GÁLATAS 2: ACEPTADOS POR SU GRACIA.

Jesús cena con pecadores.


“6 Pero de los que tenían reputación de ser algo (lo que hayan sido en otro tiempo nada me importa; Dios no hace acepción de personas), a mí, pues, los de reputación nada nuevo me comunicaron.”

Lo que un cristiano haya sido antes de su conversión no nos debe importar mucho. No podemos vivir pensando en el pasado de pecado e incredulidad de alguien, sino más bien alegrarnos de que esa persona fue salvada de esa vida de tinieblas y ahora es alguien de bien con una esperanza eterna. Quizás es interesante saber el pasado de un cristiano para dimensionar el gran cambio que ha habido en su vida, lo maravillosa que es la obra redentora y santificadora del Señor, el testimonio de Jesucristo en la vida de un hombre, pero como dice el Apóstol: “lo que hayan sido en otro tiempo nada me importa; Dios no hace acepción de personas”

No debería importarnos tanto si un hermano o hermana fue antes de conocer a Jesucristo un ladrón, asesino, borracho, drogadicto, prostituta, travesti, jugador, brujo, lujurioso, estafador o ejercía algún tipo de actividad pecaminosa. Dios, en Su bondad y misericordia, igual los amó y los salvó. Nosotros comúnmente no hacemos eso con el pecador, sino que lo juzgamos, lo despreciamos, aborrecemos y lo hacemos ya en el Infierno. ¡Cuánto amor necesitamos desarrollar en nosotros para con los hombres y mujeres que están en tinieblas! ¿Deseamos que los asesinos, estafadores y ladrones sean capturados y encarcelados para siempre, o queremos que ellos se conviertan a Jesucristo para que sean transformados? ¿Sentimos rabia, menosprecio y asco cuando nos encontramos por la noche con un travesti prostituyéndose en una esquina de la ciudad, o nuestro sentir es de conmiseración y misericordia por su alma perdida?

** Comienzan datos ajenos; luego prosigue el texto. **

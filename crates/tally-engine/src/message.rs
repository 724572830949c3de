//! Notification message rendering.

use tally_core::{
  eligibility::Candidate,
  policy::PolicyEvent,
  status::EffectiveStatus,
};

/// Render the human-readable body for one alert.
pub fn build_message(
  event: PolicyEvent,
  candidate: &Candidate,
  status: EffectiveStatus,
) -> String {
  let amount = format_cents(candidate.amount_cents);
  match (event, status) {
    (PolicyEvent::DueSoon, EffectiveStatus::Pending { days_until_due: 0 }) => {
      format!("{} ({amount}) is due today", candidate.title)
    }
    (PolicyEvent::DueSoon, EffectiveStatus::Pending { days_until_due }) => {
      format!(
        "{} ({amount}) is due in {days_until_due} {}",
        candidate.title,
        plural(days_until_due, "day", "days"),
      )
    }
    (PolicyEvent::Overdue, EffectiveStatus::Overdue { days_overdue }) => {
      format!(
        "{} ({amount}) is {days_overdue} {} overdue",
        candidate.title,
        plural(days_overdue, "day", "days"),
      )
    }
    // Eligibility filters out the remaining combinations; fall back to a
    // generic line rather than panic if one slips through.
    (PolicyEvent::DueSoon, _) => {
      format!("{} ({amount}) needs attention", candidate.title)
    }
    (PolicyEvent::Overdue, _) => {
      format!("{} ({amount}) needs attention", candidate.title)
    }
  }
}

/// Format a cent amount as dollars, e.g. `1250` -> `$12.50`.
pub fn format_cents(cents: i64) -> String {
  let sign = if cents < 0 { "-" } else { "" };
  let abs = cents.unsigned_abs();
  format!("{sign}${}.{:02}", abs / 100, abs % 100)
}

fn plural<'a>(n: u32, one: &'a str, many: &'a str) -> &'a str {
  if n == 1 { one } else { many }
}
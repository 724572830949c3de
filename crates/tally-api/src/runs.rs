//! Handler for the `/runs` audit-log endpoint.

use axum::{
  Json,
  extract::{Query, State},
};
use serde::Deserialize;
use tally_core::{clock::Clock, notification::NotificationRun, store::LedgerStore};
use tally_engine::sender::Sender;

use crate::{AdminState, error::ApiError};

const DEFAULT_LIMIT: usize = 50;
const MAX_LIMIT: usize = 500;

#[derive(Debug, Deserialize)]
pub struct ListParams {
  /// Maximum entries to return, newest first. Capped at 500.
  pub limit: Option<usize>,
}

/// `GET /runs[?limit=50]`
pub async fn list<S, C, N>(
  State(state): State<AdminState<S, C, N>>,
  Query(params): Query<ListParams>,
) -> Result<Json<Vec<NotificationRun>>, ApiError>
where
  S: LedgerStore + 'static,
  C: Clock + 'static,
  N: Sender + 'static,
{
  let limit = params.limit.unwrap_or(DEFAULT_LIMIT).min(MAX_LIMIT);
  let runs = state
    .store
    .list_recent_runs(limit)
    .await
    .map_err(|e| ApiError::Store(Box::new(e)))?;
  Ok(Json(runs))
}
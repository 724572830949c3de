//! Error type for `tally-engine`.

use thiserror::Error;

use crate::sender::SendError;

#[derive(Debug, Error)]
pub enum Error {
  #[error("core error: {0}")]
  Core(#[from] tally_core::Error),

  /// The persistent store failed. Fatal for the current run; the next
  /// scheduled invocation retries from scratch (upserts make that safe).
  #[error("store error: {0}")]
  Store(#[source] Box<dyn std::error::Error + Send + Sync>),

  /// A delivery failed. Transient: recorded in the audit log, never fatal
  /// for the batch.
  #[error("send error: {0}")]
  Send(#[from] SendError),
}

impl Error {
  pub fn store<E>(e: E) -> Self
  where
    E: std::error::Error + Send + Sync + 'static,
  {
    Self::Store(Box::new(e))
  }
}

pub type Result<T, E = Error> = std::result::Result<T, E>;
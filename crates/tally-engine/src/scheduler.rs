//! Periodic job orchestration and the operator control surface.
//!
//! Three fixed jobs run on independent intervals: series materialisation,
//! the due-soon alert cycle, and the overdue alert cycle. Each job key is
//! single-flight: a manual trigger while the same key is already running is
//! skipped, not queued. Loops exit cooperatively on a shared shutdown signal
//! and can be restarted.

use std::{
  collections::HashMap,
  str::FromStr,
  sync::{
    Arc, Mutex,
    atomic::{AtomicBool, Ordering},
  },
  time::Duration,
};

use chrono::{DateTime, Utc};
use serde::{Deserialize, Serialize};
use tokio::{sync::watch, time::MissedTickBehavior};
use tracing::{debug, info, warn};

use tally_core::{clock::Clock, policy::PolicyEvent, store::LedgerStore};

use crate::{
  materializer::Materializer,
  runner::AlertRunner,
  sender::Sender,
};

// ─── JobKey ──────────────────────────────────────────────────────────────────

/// The three periodic jobs the engine runs.
#[derive(
  Debug, Clone, Copy, PartialEq, Eq, Hash, Serialize, Deserialize,
)]
#[serde(rename_all = "snake_case")]
pub enum JobKey {
  Materialize,
  DueSoonAlerts,
  OverdueAlerts,
}

impl JobKey {
  pub const ALL: [JobKey; 3] =
    [Self::Materialize, Self::DueSoonAlerts, Self::OverdueAlerts];

  pub fn discriminant(self) -> &'static str {
    match self {
      Self::Materialize => "materialize",
      Self::DueSoonAlerts => "due_soon_alerts",
      Self::OverdueAlerts => "overdue_alerts",
    }
  }
}

impl FromStr for JobKey {
  type Err = UnknownJobKey;

  fn from_str(s: &str) -> Result<Self, Self::Err> {
    match s {
      "materialize" => Ok(Self::Materialize),
      "due_soon_alerts" => Ok(Self::DueSoonAlerts),
      "overdue_alerts" => Ok(Self::OverdueAlerts),
      other => Err(UnknownJobKey(other.to_owned())),
    }
  }
}

impl std::fmt::Display for JobKey {
  fn fmt(&self, f: &mut std::fmt::Formatter<'_>) -> std::fmt::Result {
    f.write_str(self.discriminant())
  }
}

#[derive(Debug, thiserror::Error)]
#[error("unknown job key: {0:?}")]
pub struct UnknownJobKey(pub String);

// ─── Outcomes and status ─────────────────────────────────────────────────────

/// The condensed result of one job run, kept for the status endpoint.
#[derive(Debug, Clone, Serialize)]
pub struct JobOutcome {
  /// Items the run acted on: occurrences created for materialisation,
  /// alerts sent for the alert cycles.
  pub processed: usize,
  pub errors:    Vec<String>,
}

/// One job's entry in the status report.
#[derive(Debug, Clone, Serialize)]
pub struct JobStatus {
  pub key:          JobKey,
  pub running:      bool,
  pub last_run:     Option<DateTime<Utc>>,
  pub last_outcome: Option<JobOutcome>,
}

struct JobEntry {
  running: AtomicBool,
  last:    Mutex<Option<(DateTime<Utc>, JobOutcome)>>,
}

impl JobEntry {
  fn new() -> Self {
    Self {
      running: AtomicBool::new(false),
      last:    Mutex::new(None),
    }
  }
}

/// Per-job intervals for the background loops.
#[derive(Debug, Clone, Copy)]
pub struct SchedulerIntervals {
  pub materialize: Duration,
  pub alerts:      Duration,
}

impl Default for SchedulerIntervals {
  fn default() -> Self {
    Self {
      materialize: Duration::from_secs(6 * 60 * 60),
      alerts:      Duration::from_secs(15 * 60),
    }
  }
}

// ─── Scheduler ───────────────────────────────────────────────────────────────

pub struct Scheduler<S, C, N> {
  materializer: Materializer<S, C>,
  runner:       AlertRunner<S, C, N>,
  clock:        Arc<C>,
  intervals:    SchedulerIntervals,
  entries:      HashMap<JobKey, JobEntry>,
  shutdown:     watch::Sender<bool>,
  started:      AtomicBool,
}

impl<S, C, N> Scheduler<S, C, N>
where
  S: LedgerStore + 'static,
  C: Clock + 'static,
  N: Sender + 'static,
{
  pub fn new(
    materializer: Materializer<S, C>,
    runner: AlertRunner<S, C, N>,
    clock: Arc<C>,
    intervals: SchedulerIntervals,
  ) -> Self {
    let entries = JobKey::ALL
      .into_iter()
      .map(|key| (key, JobEntry::new()))
      .collect();
    let (shutdown, _) = watch::channel(false);
    Self {
      materializer,
      runner,
      clock,
      intervals,
      entries,
      shutdown,
      started: AtomicBool::new(false),
    }
  }

  /// Run one job immediately. Returns `None` if the same key is already
  /// running; manual triggers never queue behind a live run.
  pub async fn run_now(&self, key: JobKey) -> Option<JobOutcome> {
    let entry = &self.entries[&key];
    if entry
      .running
      .compare_exchange(false, true, Ordering::AcqRel, Ordering::Acquire)
      .is_err()
    {
      debug!(%key, "run skipped: already in flight");
      return None;
    }

    let outcome = self.execute(key).await;

    {
      let mut last = entry.last.lock().unwrap_or_else(|e| e.into_inner());
      *last = Some((self.clock.now(), outcome.clone()));
    }
    entry.running.store(false, Ordering::Release);

    Some(outcome)
  }

  async fn execute(&self, key: JobKey) -> JobOutcome {
    match key {
      JobKey::Materialize => {
        let report = self.materializer.run().await;
        JobOutcome {
          processed: report.created,
          errors:    report.errors,
        }
      }
      JobKey::DueSoonAlerts => {
        let report = self.runner.run(PolicyEvent::DueSoon).await;
        JobOutcome {
          processed: report.sent,
          errors:    report.errors,
        }
      }
      JobKey::OverdueAlerts => {
        let report = self.runner.run(PolicyEvent::Overdue).await;
        JobOutcome {
          processed: report.sent,
          errors:    report.errors,
        }
      }
    }
  }

  /// Spawn one background loop per job key. Idempotent while running;
  /// callable again after [`stop_all`](Self::stop_all).
  pub fn start_all(self: &Arc<Self>) {
    if self
      .started
      .compare_exchange(false, true, Ordering::AcqRel, Ordering::Acquire)
      .is_err()
    {
      warn!("scheduler already started");
      return;
    }
    self.shutdown.send_replace(false);

    for key in JobKey::ALL {
      let interval = match key {
        JobKey::Materialize => self.intervals.materialize,
        JobKey::DueSoonAlerts | JobKey::OverdueAlerts => self.intervals.alerts,
      };
      let scheduler = Arc::clone(self);
      tokio::spawn(async move {
        scheduler.job_loop(key, interval).await;
      });
    }
    info!("scheduler started");
  }

  /// Signal every loop to exit after its current tick. Running jobs finish;
  /// nothing is interrupted mid-write.
  pub fn stop_all(&self) {
    if self
      .started
      .compare_exchange(true, false, Ordering::AcqRel, Ordering::Acquire)
      .is_err()
    {
      return;
    }
    self.shutdown.send_replace(true);
    info!("scheduler stopping");
  }

  pub fn status(&self) -> Vec<JobStatus> {
    JobKey::ALL
      .into_iter()
      .map(|key| {
        let entry = &self.entries[&key];
        let last = entry
          .last
          .lock()
          .unwrap_or_else(|e| e.into_inner())
          .clone();
        let (last_run, last_outcome) = match last {
          Some((at, outcome)) => (Some(at), Some(outcome)),
          None => (None, None),
        };
        JobStatus {
          key,
          running: entry.running.load(Ordering::Acquire),
          last_run,
          last_outcome,
        }
      })
      .collect()
  }

  async fn job_loop(self: Arc<Self>, key: JobKey, period: Duration) {
    let mut ticker = tokio::time::interval(period);
    ticker.set_missed_tick_behavior(MissedTickBehavior::Skip);
    // The first tick of `interval` fires immediately, which gives every job
    // an initial run on startup.
    let mut shutdown = self.shutdown.subscribe();

    loop {
      tokio::select! {
        _ = ticker.tick() => {
          self.run_now(key).await;
        }
        _ = shutdown.changed() => {
          if *shutdown.borrow() {
            debug!(%key, "job loop exiting");
            return;
          }
        }
      }
    }
  }
}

“Dios no hace acepción de personas” ha dicho San Pablo. Este término que se ha traducido como “acepción” significa, según la Real Academia Española de la Lengua, “Acción de favorecer o inclinarse a unas personas más que a otras por algún motivo o afecto particular, sin atender al mérito o a la razón.” Los seres humanos, sean los incrédulos o los cristianos carnales, actuamos de esa manera injusta; favorecemos a algunos y a otros los rechazamos, sea porque nos agradan, porque aspiramos algún favor de ellos, porque les estamos en deuda o sencillamente por prejuicio. Así para un trabajo alguien prefiere contratar a un amigo o familiar; o una autoridad actuará con más dureza con un extranjero o quien tiene un color de piel diferente o es de otro sexo.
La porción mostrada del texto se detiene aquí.